Voyage autour d’une bibliothèque

Publié le par Michel Boissard

Voyage autour d’une bibliothèque

 

 

La bibliothèque de l’écrivain Alberto Manguel occupe la grange d’un jardin des bords de Loire. De nuit, en mettant la tête au fenestroun, regardez-la depuis l’extérieur. Vous éprouvez la même impression de mystère incongru que les héros de Jules Verne découvrant les abysses par le hublot du Nautilus. A en croire Hegel, voici le moment où la chouette de Minerve prend son envol. Dans cet espace éclairé au coeur des ténèbres on peut réimaginer le monde.

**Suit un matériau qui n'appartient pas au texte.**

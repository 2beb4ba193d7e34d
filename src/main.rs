use anyhow::Result;
use focus_tracker::cli::run_cli;
use tracing::error;

#[tokio::main]
async fn main() -> Result<()> {
    run_cli().await.inspect_err(|e| {
        error!("Error running cli {e:?}");
    })?;
    Ok(())
}
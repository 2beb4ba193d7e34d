use ansi_term::Colour::{Green, Red, Yellow};

use crate::{
    tracking::{SessionReport, insights::Insight},
    utils::time::format_duration,
};

/// Human readable summary of a finished session.
pub fn format_report(report: &SessionReport, insight: &Insight) -> String {
    let mut lines = vec![];

    if report.usage.is_empty() {
        lines.push("No application usage was recorded".to_string());
    }
    lines.extend(report.usage.iter().map(|share| {
        format!(
            "{}%\t{}\t{}",
            share.percentage,
            format_duration(share.record.cumulative),
            share.record.app.display_name
        )
    }));
    lines.push(String::new());

    let stats = &report.stats;
    lines.push(format!("Session\t\t{}", format_duration(stats.session_duration)));
    lines.push(format!(
        "Accuracy\t{}% of {} probes",
        (stats.tracking_accuracy * 100.).round() as u32,
        stats.total_ticks
    ));

    let health = &report.health;
    let status = if health.is_healthy {
        Green.paint("healthy").to_string()
    } else {
        Red.paint(format!(
            "unhealthy, {} consecutive failures",
            health.consecutive_failures
        ))
        .to_string()
    };
    lines.push(format!("Health\t\t{status} ({} errors)", health.error_count));

    lines.push(format!("Focus score\t{}", insight.focus_score));
    lines.extend(
        insight
            .recommendations
            .iter()
            .map(|recommendation| format!("{} {recommendation}", Yellow.paint("*"))),
    );

    let mut out = lines.join("\n");
    out.push('\n');
    out
}
use chrono::Duration;

/// Rounded share of `value` in `whole` as a whole percentage. Returns 0 for an empty whole.
pub fn percent_of(value: Duration, whole: Duration) -> u8 {
    let whole = i128::from(whole.num_milliseconds());
    if whole <= 0 {
        return 0;
    }
    // Integer half-up rounding keeps the result independent of float representation.
    let value = i128::from(value.num_milliseconds().max(0));
    ((value * 200 + whole) / (whole * 2)).min(100) as u8
}

/// Rounds every value to a whole percentage of `whole` and hands the rounding remainder to the
/// first entry, so that the result sums to exactly 100. Callers pass values ranked from the
/// largest down. When the first entry can't take the whole correction (many small values that
/// all rounded up), the rest moves on to the following entries.
///
/// Returns an empty vector when `whole` is zero.
pub fn distribute_percentages(values: &[Duration], whole: Duration) -> Vec<u8> {
    if values.is_empty() || whole <= Duration::zero() {
        return vec![];
    }

    let mut rounded = values
        .iter()
        .map(|v| i64::from(percent_of(*v, whole)))
        .collect::<Vec<_>>();
    let mut remainder = 100 - rounded.iter().sum::<i64>();
    for share in rounded.iter_mut() {
        if remainder == 0 {
            break;
        }
        let adjusted = (*share + remainder).clamp(0, 100);
        remainder -= adjusted - *share;
        *share = adjusted;
    }

    rounded.into_iter().map(|v| v as u8).collect()
}
impl TrackingService {
    pub fn new(
        config: TrackingConfig,
        probe: Box<dyn ForegroundProbe>,
        resolver: Arc<dyn CategoryResolver>,
        clock: Arc<dyn Clock>,
    ) -> Self {
        let state = TrackerState {
            phase: SessionPhase::Idle,
            usage: UsageAggregator::new(),
            health: HealthMonitor::new(clock.time(), config.unhealthy_after),
            ticks: TickCounters::default(),
            session_started: None,
            session_ended: None,
            stopped_at: None,
            accounted_until: clock.instant(),
        };

        Self {
            state: Arc::new(Mutex::new(state)),
            probe: Arc::new(Mutex::new(probe)),
            resolver,
            clock,
            insights: InsightsEngine::new(config.insights),
            session: tokio::sync::Mutex::new(None),
        }
    }

    /// Starts a fresh session polling every `interval_seconds`. Invalid intervals are clamped,
    /// and a session that is already running is stopped and replaced.
    pub async fn start_tracking(&self, interval_seconds: f64) {
        self.start_session(interval_seconds, SessionStart::Fresh).await
    }

    #[instrument(skip(self))]
    pub async fn start_session(&self, interval_seconds: f64, start: SessionStart) {
        let interval = clamp_interval(interval_seconds);
        let mut session = self.session.lock().await;

        if let Some(active) = session.take() {
            info!("Tracking is already running, replacing the session");
            self.finish(active).await;
        }

        {
            let mut state = lock(&self.state);
            if start == SessionStart::Fresh {
                state.usage.reset();
                state.ticks = TickCounters::default();
            }
            let now = self.clock.instant();
            state.accounted_until = now;
            state.session_started = Some(now);
            state.session_ended = None;
            state.stopped_at = None;
            state.phase = SessionPhase::Running;
        }

        let shutdown = CancellationToken::new();
        let scheduler = PollScheduler::new(interval, shutdown.clone(), self.clock.clone());
        let state = self.state.clone();
        let probe = self.probe.clone();
        let clock = self.clock.clone();
        let handle = tokio::spawn(
            scheduler
                .run(move || future::ready(run_tick(&state, &probe, clock.as_ref())))
                .instrument(info_span!("tracking_session")),
        );

        *session = Some(ActiveSession { shutdown, handle });
    }

    /// Stops the running session and returns its final state. Waits for an in-flight tick,
    /// then credits the time since the last successful probe to the last known application.
    /// Stopping when nothing runs changes nothing and returns the same report again.
    pub async fn stop_tracking(&self) -> SessionReport {
        let mut session = self.session.lock().await;
        match session.take() {
            Some(active) => self.finish(active).await,
            None => {
                let error = TrackingError::State("tracking is not running".into());
                debug!("Ignoring stop: {error}");
                let mut state = lock(&self.state);
                if state.stopped_at.is_none() {
                    state.stopped_at = Some(self.clock.time());
                }
            }
        }
        drop(session);
        self.report()
    }

    async fn finish(&self, active: ActiveSession) {
        active.shutdown.cancel();
        if let Err(e) = active.handle.await {
            error!("Tracking loop ended abnormally {e:?}");
        }

        let instant = self.clock.instant();
        let now = self.clock.time();
        let mut state = lock(&self.state);
        let pending = to_delta(instant.saturating_duration_since(state.accounted_until));
        state.usage.extend_current(pending, now);
        state.accounted_until = instant;
        state.session_ended = Some(instant);
        state.stopped_at = Some(now);
        state.phase = SessionPhase::Stopped;

        info!(
            "Tracking stopped, {} tracked across {} app(s)",
            format_duration(state.usage.total_elapsed()),
            state.usage.app_count()
        );
    }

    pub fn phase(&self) -> SessionPhase {
        lock(&self.state).phase
    }

    pub fn is_tracking(&self) -> bool {
        self.phase() == SessionPhase::Running
    }

    /// Usage of the current (or last) session, most used first.
    pub fn current_usage(&self) -> Vec<UsageShare> {
        lock(&self.state).usage.snapshot()
    }

    /// Application reported by the most recent successful probe.
    pub fn current_application(&self) -> Option<AppIdentity> {
        lock(&self.state).usage.current_app().cloned()
    }

    pub fn most_used_application(&self) -> Option<UsageRecord> {
        lock(&self.state).usage.most_used()
    }

    pub fn tracking_health(&self) -> HealthState {
        lock(&self.state).health.health(self.clock.time())
    }

    pub fn tracking_stats(&self) -> TrackingStats {
        let state = lock(&self.state);
        self.stats(&state)
    }

    pub fn productivity_insights(&self) -> Insight {
        let (usage, activity) = {
            let state = lock(&self.state);
            let activity = SessionActivity {
                total_elapsed: state.usage.total_elapsed(),
                switch_count: state.usage.switch_count(),
            };
            (state.usage.snapshot(), activity)
        };
        self.insights
            .insights(&usage, activity, self.resolver.as_ref())
    }

    fn stats(&self, state: &TrackerState) -> TrackingStats {
        let session_duration = match (state.session_started, state.session_ended) {
            (Some(started), Some(ended)) => to_delta(ended.saturating_duration_since(started)),
            (Some(started), None) => {
                to_delta(self.clock.instant().saturating_duration_since(started))
            }
            (None, _) => Duration::zero(),
        };

        let TickCounters { total, successful } = state.ticks;
        let tracking_accuracy = if total == 0 {
            0.
        } else {
            successful as f64 / total as f64
        };

        let apps = i32::try_from(state.usage.app_count()).unwrap_or(i32::MAX);
        let average_time_per_app = if apps == 0 {
            Duration::zero()
        } else {
            state.usage.total_elapsed() / apps
        };

        TrackingStats {
            session_duration,
            tracking_accuracy,
            average_time_per_app,
            total_ticks: total,
            successful_ticks: successful,
        }
    }

    fn report(&self) -> SessionReport {
        let state = lock(&self.state);
        let reported_at = state.stopped_at.unwrap_or_else(|| self.clock.time());
        SessionReport {
            usage: state.usage.snapshot(),
            health: state.health.health(reported_at),
            stats: self.stats(&state),
        }
    }
}
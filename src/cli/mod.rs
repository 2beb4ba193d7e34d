pub mod report;
pub mod shutdown;
pub mod track;

use std::path::PathBuf;

use anyhow::Result;
use clap::{Parser, Subcommand};
use track::{TrackCommand, process_track_command};
use tracing::level_filters::LevelFilter;

use crate::{config::TrackingConfig, utils::logging::enable_logging};

#[derive(Parser, Debug)]
#[command(name = "focus-tracker", version, long_about = None)]
#[command(about = "Tracks which application holds your focus during a work session", long_about = None)]
struct Args {
    #[command(subcommand)]
    commands: Commands,
    #[arg(long, help = "Print logs to the console")]
    log: bool,
    #[arg(long = "log-filter", help = "Log level, defaults to RUST_LOG or info")]
    log_filter: Option<LevelFilter>,
    #[arg(long = "log-dir", help = "Also write daily rotated log files into this directory")]
    log_dir: Option<PathBuf>,
    #[arg(long, short, help = "JSON configuration file. Defaults are used when omitted")]
    config: Option<PathBuf>,
}

#[derive(Subcommand, Debug)]
#[command(version, about, long_about = None)]
enum Commands {
    #[command(about = "Track the focused application until the duration elapses or Ctrl-C")]
    Track {
        #[command(flatten)]
        command: TrackCommand,
    },
    #[command(about = "Print the effective configuration")]
    Config {},
}

pub async fn run_cli() -> Result<()> {
    let args = Args::parse();

    let logging_level = args
        .log_filter
        .or_else(|| args.log.then_some(LevelFilter::DEBUG));
    enable_logging(args.log_dir.as_deref(), logging_level, args.log)?;

    let config = match &args.config {
        Some(path) => TrackingConfig::load(path)?,
        None => TrackingConfig::default(),
    };

    match args.commands {
        Commands::Track { command } => process_track_command(config, command).await,
        Commands::Config {} => {
            println!("{}", serde_json::to_string_pretty(&config)?);
            Ok(())
        }
    }
}

#[cfg(test)]
mod cli_tests {
    use clap::CommandFactory;

    use super::Args;

    #[test]
    fn cli_definition_is_valid() {
        Args::command().debug_assert();
    }
}
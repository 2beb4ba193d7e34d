//! Productivity signals derived on demand from a usage snapshot.

use std::sync::Arc;

use chrono::Duration;
use serde::{Deserialize, Serialize};
use tracing::instrument;

use crate::{
    categories::CategoryResolver,
    probe::AppIdentity,
    utils::{
        percentage::percent_of,
        time::{as_seconds, seconds_ser},
    },
};

use super::aggregator::UsageShare;

/// Switching rate is meaningless for short sessions.
const SWITCH_RULE_MIN_SESSION: Duration = Duration::minutes(10);

/// Which categories count as productive or distracting, and the thresholds of the
/// recommendation rules. Categories listed in neither set are neutral.
#[derive(Debug, Clone, PartialEq, Serialize, Deserialize)]
#[serde(default, rename_all = "camelCase")]
pub struct InsightsConfig {
    pub productive_categories: Vec<String>,
    pub distraction_categories: Vec<String>,
    /// Share of the session (percent) above which the top distraction is called out.
    pub distraction_share_threshold: u8,
    /// Focus score below which distraction-related advice is given.
    pub focus_floor: u8,
    /// Focus score below which the session as a whole is flagged.
    pub low_focus_floor: u8,
    pub max_switches_per_hour: u32,
}

impl Default for InsightsConfig {
    fn default() -> Self {
        Self {
            productive_categories: ["development", "productivity", "design"]
                .map(String::from)
                .to_vec(),
            distraction_categories: ["media", "communication", "other"]
                .map(String::from)
                .to_vec(),
            distraction_share_threshold: 10,
            focus_floor: 70,
            low_focus_floor: 40,
            max_switches_per_hour: 60,
        }
    }
}

#[derive(Debug, Clone, PartialEq, Eq, Serialize)]
#[serde(rename_all = "camelCase")]
pub struct AppInsight {
    pub app: AppIdentity,
    pub category: Arc<str>,
    pub icon: Arc<str>,
    pub is_recognized: bool,
    #[serde(rename = "seconds", with = "seconds_ser")]
    pub time: Duration,
    pub percentage: u8,
}

#[derive(Debug, Clone, Default, PartialEq, Eq)]
pub struct Classification {
    pub productive: Vec<AppInsight>,
    pub distraction: Vec<AppInsight>,
}

#[derive(Debug, Clone, PartialEq, Eq, Serialize)]
#[serde(rename_all = "camelCase")]
pub struct Insight {
    pub focus_score: u8,
    pub productive_apps: Vec<AppInsight>,
    pub distraction_apps: Vec<AppInsight>,
    pub recommendations: Vec<String>,
}

/// Session-wide figures the rules need besides the per-app breakdown.
#[derive(Debug, Clone, Copy, Default)]
pub struct SessionActivity {
    pub total_elapsed: Duration,
    pub switch_count: u64,
}

impl SessionActivity {
    fn switches_per_hour(&self) -> Option<f64> {
        if self.total_elapsed < SWITCH_RULE_MIN_SESSION {
            return None;
        }
        Some(self.switch_count as f64 * 3600. / as_seconds(self.total_elapsed))
    }
}

pub struct InsightsEngine {
    config: InsightsConfig,
}

impl InsightsEngine {
    pub fn new(config: InsightsConfig) -> Self {
        Self { config }
    }

    fn is_in(categories: &[String], category: &str) -> bool {
        categories.iter().any(|v| v.eq_ignore_ascii_case(category))
    }

    /// Splits the usage into productive and distracting applications, keeping the snapshot's
    /// most-used-first order.
    pub fn classify(
        &self,
        usage: &[UsageShare],
        resolver: &dyn CategoryResolver,
    ) -> Classification {
        let mut classification = Classification::default();

        for share in usage {
            let app = &share.record.app;
            let info = resolver.resolve(&app.bundle_id, &app.display_name);
            let insight = AppInsight {
                app: app.clone(),
                category: info.category,
                icon: info.icon,
                is_recognized: info.is_recognized,
                time: share.record.cumulative,
                percentage: share.percentage,
            };

            if Self::is_in(&self.config.productive_categories, &insight.category) {
                classification.productive.push(insight);
            } else if Self::is_in(&self.config.distraction_categories, &insight.category) {
                classification.distraction.push(insight);
            }
        }

        classification
    }

    /// Percentage of the tracked time spent in productive applications, 0 when nothing was
    /// tracked.
    pub fn focus_score(&self, productive: &[AppInsight], total_elapsed: Duration) -> u8 {
        let productive_time = productive
            .iter()
            .fold(Duration::zero(), |ac, v| ac + v.time);
        percent_of(productive_time, total_elapsed)
    }

    pub fn recommendations(
        &self,
        classification: &Classification,
        focus_score: u8,
        activity: &SessionActivity,
    ) -> Vec<String> {
        let config = &self.config;
        let mut recommendations = vec![];

        if let Some(top) = classification.distraction.first() {
            if top.percentage > config.distraction_share_threshold
                && focus_score < config.focus_floor
            {
                recommendations.push(format!(
                    "{} took {}% of this session. Consider limiting it while you focus.",
                    top.app.display_name, top.percentage
                ));
            }
        }

        if activity.total_elapsed > Duration::zero() && focus_score < config.low_focus_floor {
            recommendations.push(format!(
                "Only {focus_score}% of tracked time went to productive apps. Try closing distracting apps before the next session."
            ));
        }

        if let Some(rate) = activity.switches_per_hour() {
            if focus_score < config.focus_floor && rate > f64::from(config.max_switches_per_hour) {
                recommendations.push(format!(
                    "You switched apps about {} times per hour. Batching messages and breaks reduces context switching.",
                    rate.round() as u64
                ));
            }
        }

        recommendations
    }

    #[instrument(skip_all)]
    pub fn insights(
        &self,
        usage: &[UsageShare],
        activity: SessionActivity,
        resolver: &dyn CategoryResolver,
    ) -> Insight {
        let classification = self.classify(usage, resolver);
        let focus_score = self.focus_score(&classification.productive, activity.total_elapsed);
        let recommendations = self.recommendations(&classification, focus_score, &activity);

        Insight {
            focus_score,
            productive_apps: classification.productive,
            distraction_apps: classification.distraction,
            recommendations,
        }
    }
}
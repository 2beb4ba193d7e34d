use anyhow::{Result, anyhow};
use sysinfo::{Pid, ProcessesToUpdate, System};
use tracing::instrument;
use xcb::{
    Connection, Xid,
    x::{ATOM_ANY, ATOM_NONE, Atom, GetProperty, InternAtom, Window},
};

use super::{AppIdentity, ForegroundProbe};

fn intern_atom(conn: &Connection, name: &[u8]) -> Result<Atom> {
    let reply = conn.wait_for_reply(conn.send_request(&InternAtom {
        only_if_exists: false,
        name,
    }))?;
    Ok(reply.atom())
}

fn read_u32_property(conn: &Connection, window: Window, property: Atom) -> Result<Option<u32>> {
    let reply = conn.wait_for_reply(conn.send_request(&GetProperty {
        delete: false,
        window,
        property,
        r#type: ATOM_ANY,
        long_offset: 0,
        long_length: 1,
    }))?;
    Ok(reply.value::<u32>().first().copied())
}

fn read_window_property(
    conn: &Connection,
    window: Window,
    property: Atom,
) -> Result<Option<Window>> {
    let reply = conn.wait_for_reply(conn.send_request(&GetProperty {
        delete: false,
        window,
        property,
        r#type: ATOM_ANY,
        long_offset: 0,
        long_length: 1,
    }))?;
    Ok(reply.value::<Window>().first().copied())
}

/// Reads `_NET_ACTIVE_WINDOW` from the root window and resolves the owning process through
/// `_NET_WM_PID`.
pub struct X11Probe {
    connection: Connection,
    preferred_screen: usize,
    active_window_atom: Atom,
    pid_atom: Atom,
    system: System,
}

impl X11Probe {
    pub fn new() -> Result<Self> {
        let (connection, preferred_screen) = xcb::Connection::connect(None)?;
        let active_window_atom = intern_atom(&connection, b"_NET_ACTIVE_WINDOW")?;
        let pid_atom = intern_atom(&connection, b"_NET_WM_PID")?;
        if active_window_atom == ATOM_NONE || pid_atom == ATOM_NONE {
            return Err(anyhow!("Window manager doesn't support EWMH"));
        }
        Ok(Self {
            connection,
            preferred_screen: preferred_screen.max(0) as usize,
            active_window_atom,
            pid_atom,
            system: System::new(),
        })
    }

    fn executable_of(&mut self, pid: u32) -> Result<String> {
        let pid = Pid::from_u32(pid);
        self.system
            .refresh_processes(ProcessesToUpdate::Some(&[pid]), true);
        let process = self
            .system
            .process(pid)
            .ok_or_else(|| anyhow!("Process {pid} of the focused window is gone"))?;
        process
            .exe()
            .and_then(|v| v.to_str())
            .map(|v| v.to_string())
            .ok_or_else(|| anyhow!("Executable of process {pid} is not accessible"))
    }
}

impl ForegroundProbe for X11Probe {
    #[instrument(skip(self))]
    fn probe(&mut self) -> Result<AppIdentity> {
        let root = self
            .connection
            .get_setup()
            .roots()
            .nth(self.preferred_screen)
            .ok_or_else(|| anyhow!("Screen {} is not available", self.preferred_screen))?
            .root();

        let active_window = read_window_property(&self.connection, root, self.active_window_atom)?
            .filter(|window| !window.is_none())
            .ok_or_else(|| anyhow!("No focused window"))?;
        let pid = read_u32_property(&self.connection, active_window, self.pid_atom)?
            .ok_or_else(|| anyhow!("Focused window doesn't expose a pid"))?;

        let executable = self.executable_of(pid)?;
        Ok(AppIdentity::from_executable(&executable))
    }
}
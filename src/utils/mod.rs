pub mod clock;
pub mod logging;
pub mod percentage;
pub mod time;
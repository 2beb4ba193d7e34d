//! Error kinds produced by the tracking core.
//!
//! None of these escape `start_tracking`/`stop_tracking`: probe failures are recorded by the
//! health monitor, invalid intervals are clamped and redundant lifecycle calls are no-ops.

use thiserror::Error;

#[derive(Debug, Error)]
pub enum TrackingError {
    /// Transient failure of the OS foreground query.
    #[error("Foreground probe failed: {0}")]
    Probe(#[source] anyhow::Error),

    #[error("Invalid tracking configuration: {0}")]
    Config(String),

    #[error("Invalid lifecycle transition: {0}")]
    State(String),
}
//! Writing formatted transcripts and summaries to disk.

use super::OutputFormat;
use crate::error::Result;
use crate::summary::Summary;
use std::path::{Path, PathBuf};
use tracing::debug;

/// Paths produced by [`save_output`].
#[derive(Debug)]
pub struct SavedOutput {
    pub transcript_path: PathBuf,
    pub summary_path: Option<PathBuf>,
}

/// Write the formatted transcript and optional summary to disk.
///
/// Files are named after the original audio file:
/// `<stem>_transcript.<ext>` and `<stem>_summary.json`, both under
/// `output_dir` (created if missing). An empty summary writes no file.
pub fn save_output(
    content: &str,
    format: OutputFormat,
    original_audio_path: &Path,
    summary: Option<&Summary>,
    output_dir: &Path,
) -> Result<SavedOutput> {
    std::fs::create_dir_all(output_dir)?;

    let base_name = original_audio_path
        .file_stem()
        .and_then(|s| s.to_str())
        .unwrap_or("transcript");

    let transcript_path =
        output_dir.join(format!("{}_transcript.{}", base_name, format.extension()));
    std::fs::write(&transcript_path, content)?;
    debug!("Wrote transcript to {}", transcript_path.display());

    let summary_path = match summary {
        Some(summary) if !summary.is_empty() => {
            let path = output_dir.join(format!("{}_summary.json", base_name));
            let json = serde_json::to_string_pretty(summary)?;
            std::fs::write(&path, json)?;
            debug!("Wrote summary to {}", path.display());
            Some(path)
        }
        _ => None,
    };

    Ok(SavedOutput {
        transcript_path,
        summary_path,
    })
}

#[cfg(test)]
mod tests {
    use super::*;

    #[test]
    fn test_save_transcript_only() {
        let dir = tempfile::tempdir().unwrap();
        let saved = save_output(
            "hello\n",
            OutputFormat::Text,
            Path::new("/recordings/standup.mp3"),
            None,
            dir.path(),
        )
        .unwrap();

        assert_eq!(
            saved.transcript_path.file_name().unwrap(),
            "standup_transcript.txt"
        );
        assert!(saved.summary_path.is_none());
        assert_eq!(std::fs::read_to_string(&saved.transcript_path).unwrap(), "hello\n");
    }

    #[test]
    fn test_save_with_summary() {
        let dir = tempfile::tempdir().unwrap();
        let summary = Summary {
            key_takeaways: vec!["point".to_string()],
            action_items: vec![],
        };

        let saved = save_output(
            "1\n00:00:00,000 --> 00:00:01,000\nhi\n",
            OutputFormat::Srt,
            Path::new("standup.wav"),
            Some(&summary),
            dir.path(),
        )
        .unwrap();

        let summary_path = saved.summary_path.expect("summary file");
        assert_eq!(summary_path.file_name().unwrap(), "standup_summary.json");
        let written = std::fs::read_to_string(summary_path).unwrap();
        assert!(written.contains("key_takeaways"));
    }

    #[test]
    fn test_empty_summary_writes_no_file() {
        let dir = tempfile::tempdir().unwrap();
        let saved = save_output(
            "text\n",
            OutputFormat::Markdown,
            Path::new("talk.m4a"),
            Some(&Summary::default()),
            dir.path(),
        )
        .unwrap();

        assert!(saved.summary_path.is_none());
    }
}
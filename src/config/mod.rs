//! Configuration module for Tolk.
//!
//! Handles loading and managing application settings.

mod settings;

pub use settings::{
    AudioSettings, DiarizationSettings, GeneralSettings, Settings, SummarySettings,
    TranscriptionEngine, TranscriptionSettings,
};
//! Tolk - Audio Transcription with Speaker Diarization
//!
//! A CLI tool that turns an audio recording into a transcript, optionally
//! annotated with speaker labels and summarized into key takeaways.
//!
//! The name "Tolk" comes from the Norwegian/Scandinavian word for "interpreter."
//!
//! # Overview
//!
//! Tolk allows you to:
//! - Transcribe local audio/video recordings with OpenAI Whisper
//! - Attribute speech to speakers via Google Cloud Speech-to-Text diarization
//! - Generate key takeaways and action items with an LLM
//! - Export transcripts as plain text, markdown, SRT subtitles or JSON
//!
//! # Architecture
//!
//! The library is organized into several modules:
//!
//! - `config` - Configuration management
//! - `audio` - Audio normalization and splitting (ffmpeg/ffprobe)
//! - `transcription` - Speech-to-text engines and speaker segment grouping
//! - `summary` - LLM summarization of transcripts
//! - `output` - Transcript formatting and file output
//!
//! # Example
//!
//! The speaker-grouping and subtitle-rendering core is pure and usable on its
//! own:
//!
//! ```rust
//! use tolk::output::format_cues;
//! use tolk::transcription::{build_segments, TranscriptSegment, WordAnnotation};
//!
//! let words = vec![
//!     WordAnnotation::new("Hi", 0, Some(0.0), Some(0.5)),
//!     WordAnnotation::new("there", 0, Some(0.5), Some(1.0)),
//!     WordAnnotation::new("Bye", 1, Some(1.0), Some(1.5)),
//! ];
//!
//! let segments: Vec<TranscriptSegment> =
//!     build_segments(&words).into_iter().map(Into::into).collect();
//! let srt = format_cues(&segments).unwrap();
//! assert!(srt.starts_with("1\n00:00:00,000 --> 00:00:01,000\nHi there\n"));
//! ```

pub mod audio;
pub mod cli;
pub mod config;
pub mod error;
pub mod openai;
pub mod output;
pub mod summary;
pub mod transcription;

pub use error::{Result, TolkError};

Etonnante invention ! La bibliothèque obéit à un ordre : la classification. Décimale chez M. Dewey. Arc-en-ciel pour Valery Larbaud. Qui fait relier en bleu les romans anglais, en rouge les espagnols. Elle crée aussi des formes. A angles droits, elle subdivise l’ouvrage à lire en parties. Ronde, elle fait de chaque page lue la première. Elle organise encore le hasard. Laissés à eux-mêmes, dit Umberto Eco, les livres ont un côté bohème de marché aux puces. La bibliothèque révèle également l’identité de son propriétaire. Le choix des titres reflète « le réseau d’associations qu’implique ce choix. » Ce n’est pas pareil de lire Camus à la suite de Christine de Suède que de le lire après Sartre. La bibliothèque permet enfin la survie de notre espèce. Defoe munit de quelques livres le naufragé Robinson Crusoé. A Auschwitz, remémorer un récit permet de gagner du temps sur la barbarie. Mais, privée ou publique, cette institution se fonde sur l’oubli. Cantonnés aux rayonnages les plus écartés, quelques livres attendent une miraculeuse résurrection. Car, de celle d’Alexandrie à Google, la bibliothèque ouvre sur l’infini.

 

Michel Boissard

 

La Bibliothèque, la nuit,  A. Manguel, Actes Sud, 2006, 23 euros.